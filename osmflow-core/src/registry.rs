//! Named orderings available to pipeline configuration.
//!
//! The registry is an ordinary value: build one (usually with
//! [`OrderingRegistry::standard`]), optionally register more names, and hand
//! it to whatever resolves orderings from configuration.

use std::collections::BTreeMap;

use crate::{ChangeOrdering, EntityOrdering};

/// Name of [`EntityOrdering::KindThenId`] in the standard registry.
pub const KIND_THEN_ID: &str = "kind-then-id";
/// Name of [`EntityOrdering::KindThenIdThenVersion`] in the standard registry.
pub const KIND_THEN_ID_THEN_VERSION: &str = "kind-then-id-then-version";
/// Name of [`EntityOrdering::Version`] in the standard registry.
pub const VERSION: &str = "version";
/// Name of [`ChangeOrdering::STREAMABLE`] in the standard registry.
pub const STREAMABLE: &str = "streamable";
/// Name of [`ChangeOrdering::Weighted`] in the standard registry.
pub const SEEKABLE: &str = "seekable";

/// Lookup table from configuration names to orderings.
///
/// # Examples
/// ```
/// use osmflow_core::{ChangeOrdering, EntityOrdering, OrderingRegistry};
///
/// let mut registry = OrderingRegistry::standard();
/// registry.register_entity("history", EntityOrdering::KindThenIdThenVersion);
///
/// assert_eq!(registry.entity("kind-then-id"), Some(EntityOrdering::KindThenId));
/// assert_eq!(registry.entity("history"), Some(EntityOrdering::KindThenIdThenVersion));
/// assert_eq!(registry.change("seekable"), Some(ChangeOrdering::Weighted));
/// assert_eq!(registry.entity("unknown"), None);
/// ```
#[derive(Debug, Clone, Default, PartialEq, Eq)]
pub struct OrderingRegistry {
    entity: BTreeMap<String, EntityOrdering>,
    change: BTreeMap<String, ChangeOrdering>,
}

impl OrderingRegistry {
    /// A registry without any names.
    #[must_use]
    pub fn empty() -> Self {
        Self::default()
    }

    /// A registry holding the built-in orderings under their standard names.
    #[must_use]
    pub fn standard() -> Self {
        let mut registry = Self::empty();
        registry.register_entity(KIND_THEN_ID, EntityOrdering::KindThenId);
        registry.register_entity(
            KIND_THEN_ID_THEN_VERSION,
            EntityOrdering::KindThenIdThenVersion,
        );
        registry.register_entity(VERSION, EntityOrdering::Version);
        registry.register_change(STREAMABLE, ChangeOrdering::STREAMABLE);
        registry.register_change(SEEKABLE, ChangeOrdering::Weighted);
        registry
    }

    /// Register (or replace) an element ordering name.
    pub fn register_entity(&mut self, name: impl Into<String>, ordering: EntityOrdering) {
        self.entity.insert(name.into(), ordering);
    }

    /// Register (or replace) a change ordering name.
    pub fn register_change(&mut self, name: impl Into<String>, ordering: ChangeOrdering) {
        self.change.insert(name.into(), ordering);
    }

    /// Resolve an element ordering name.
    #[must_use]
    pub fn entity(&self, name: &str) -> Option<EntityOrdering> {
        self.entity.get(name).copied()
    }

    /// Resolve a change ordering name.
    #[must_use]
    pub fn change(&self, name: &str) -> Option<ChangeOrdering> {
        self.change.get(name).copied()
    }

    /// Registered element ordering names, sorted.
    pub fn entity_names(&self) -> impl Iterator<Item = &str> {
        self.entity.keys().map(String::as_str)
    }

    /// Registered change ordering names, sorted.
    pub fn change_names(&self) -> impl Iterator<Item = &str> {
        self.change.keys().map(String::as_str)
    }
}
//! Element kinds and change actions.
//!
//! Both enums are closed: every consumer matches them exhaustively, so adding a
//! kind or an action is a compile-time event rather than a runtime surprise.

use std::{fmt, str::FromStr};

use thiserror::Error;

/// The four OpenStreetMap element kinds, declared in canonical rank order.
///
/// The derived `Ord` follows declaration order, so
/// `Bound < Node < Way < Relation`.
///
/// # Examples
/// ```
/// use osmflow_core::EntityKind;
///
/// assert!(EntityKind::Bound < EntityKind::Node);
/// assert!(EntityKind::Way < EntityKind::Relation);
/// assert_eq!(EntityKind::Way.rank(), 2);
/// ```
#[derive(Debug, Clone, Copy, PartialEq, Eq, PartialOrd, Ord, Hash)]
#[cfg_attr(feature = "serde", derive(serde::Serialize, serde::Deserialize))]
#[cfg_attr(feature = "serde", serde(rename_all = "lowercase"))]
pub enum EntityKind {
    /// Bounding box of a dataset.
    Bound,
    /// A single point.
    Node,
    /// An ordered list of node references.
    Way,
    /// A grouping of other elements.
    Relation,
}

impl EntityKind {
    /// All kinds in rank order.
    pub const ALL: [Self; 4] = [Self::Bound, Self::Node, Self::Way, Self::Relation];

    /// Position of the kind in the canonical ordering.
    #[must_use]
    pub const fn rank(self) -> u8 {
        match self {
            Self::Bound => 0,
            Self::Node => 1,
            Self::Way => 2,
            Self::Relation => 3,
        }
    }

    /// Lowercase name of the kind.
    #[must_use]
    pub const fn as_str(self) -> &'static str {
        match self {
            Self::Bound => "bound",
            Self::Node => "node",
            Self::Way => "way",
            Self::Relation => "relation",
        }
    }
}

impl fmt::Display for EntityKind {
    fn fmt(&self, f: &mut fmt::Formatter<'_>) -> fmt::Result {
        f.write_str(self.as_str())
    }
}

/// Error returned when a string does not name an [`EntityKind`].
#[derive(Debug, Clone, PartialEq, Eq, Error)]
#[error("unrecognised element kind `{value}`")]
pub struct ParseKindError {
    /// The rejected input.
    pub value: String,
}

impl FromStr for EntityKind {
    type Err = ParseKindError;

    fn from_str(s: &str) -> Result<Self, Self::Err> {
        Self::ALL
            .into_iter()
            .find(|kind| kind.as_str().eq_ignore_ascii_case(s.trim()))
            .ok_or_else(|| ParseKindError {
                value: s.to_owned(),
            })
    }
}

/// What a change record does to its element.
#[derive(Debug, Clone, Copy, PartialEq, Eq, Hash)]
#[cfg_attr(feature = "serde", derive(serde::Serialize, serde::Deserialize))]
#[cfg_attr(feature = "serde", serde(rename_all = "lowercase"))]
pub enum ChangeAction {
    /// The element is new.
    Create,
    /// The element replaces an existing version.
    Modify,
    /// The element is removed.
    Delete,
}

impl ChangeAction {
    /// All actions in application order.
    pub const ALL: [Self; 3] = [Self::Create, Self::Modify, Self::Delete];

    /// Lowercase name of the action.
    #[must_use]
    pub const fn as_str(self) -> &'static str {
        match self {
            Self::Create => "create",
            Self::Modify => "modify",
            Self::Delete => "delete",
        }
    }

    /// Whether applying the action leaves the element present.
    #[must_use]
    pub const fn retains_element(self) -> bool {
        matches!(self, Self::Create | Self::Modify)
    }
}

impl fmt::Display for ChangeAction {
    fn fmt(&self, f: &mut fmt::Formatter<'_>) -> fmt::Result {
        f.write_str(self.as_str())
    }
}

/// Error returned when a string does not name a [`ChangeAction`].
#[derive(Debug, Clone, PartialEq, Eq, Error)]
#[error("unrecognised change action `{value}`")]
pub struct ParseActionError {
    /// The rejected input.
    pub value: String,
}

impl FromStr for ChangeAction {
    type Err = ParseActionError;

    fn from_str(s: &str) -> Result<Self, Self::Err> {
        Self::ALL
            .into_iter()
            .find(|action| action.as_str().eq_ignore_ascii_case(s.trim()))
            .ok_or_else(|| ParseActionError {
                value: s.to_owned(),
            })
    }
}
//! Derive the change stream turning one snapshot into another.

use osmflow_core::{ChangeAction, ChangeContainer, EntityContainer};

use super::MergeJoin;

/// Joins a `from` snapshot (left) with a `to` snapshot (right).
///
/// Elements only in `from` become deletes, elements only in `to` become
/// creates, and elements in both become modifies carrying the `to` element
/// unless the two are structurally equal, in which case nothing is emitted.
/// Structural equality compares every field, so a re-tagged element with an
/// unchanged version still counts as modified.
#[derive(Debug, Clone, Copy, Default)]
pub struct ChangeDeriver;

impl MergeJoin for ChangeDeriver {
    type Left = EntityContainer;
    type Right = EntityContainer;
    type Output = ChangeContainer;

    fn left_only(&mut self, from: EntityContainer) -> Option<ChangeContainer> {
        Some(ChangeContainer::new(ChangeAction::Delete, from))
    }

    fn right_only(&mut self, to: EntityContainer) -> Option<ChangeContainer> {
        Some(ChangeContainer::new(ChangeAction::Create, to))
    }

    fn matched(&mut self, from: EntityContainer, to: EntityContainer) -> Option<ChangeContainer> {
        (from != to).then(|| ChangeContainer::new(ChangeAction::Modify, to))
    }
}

◆ ◆ ◆ ◆

What to work on →
Scan the lines above for "to pipeline configuration." and for "use std::collections::BTreeMap;". Repeat exactly the line holding each of them and every line in between.

Output →
//! Named orderings available to pipeline configuration.
//!
//! The registry is an ordinary value: build one (usually with
//! [`OrderingRegistry::standard`]), optionally register more names, and hand
//! it to whatever resolves orderings from configuration.

use std::collections::BTreeMap;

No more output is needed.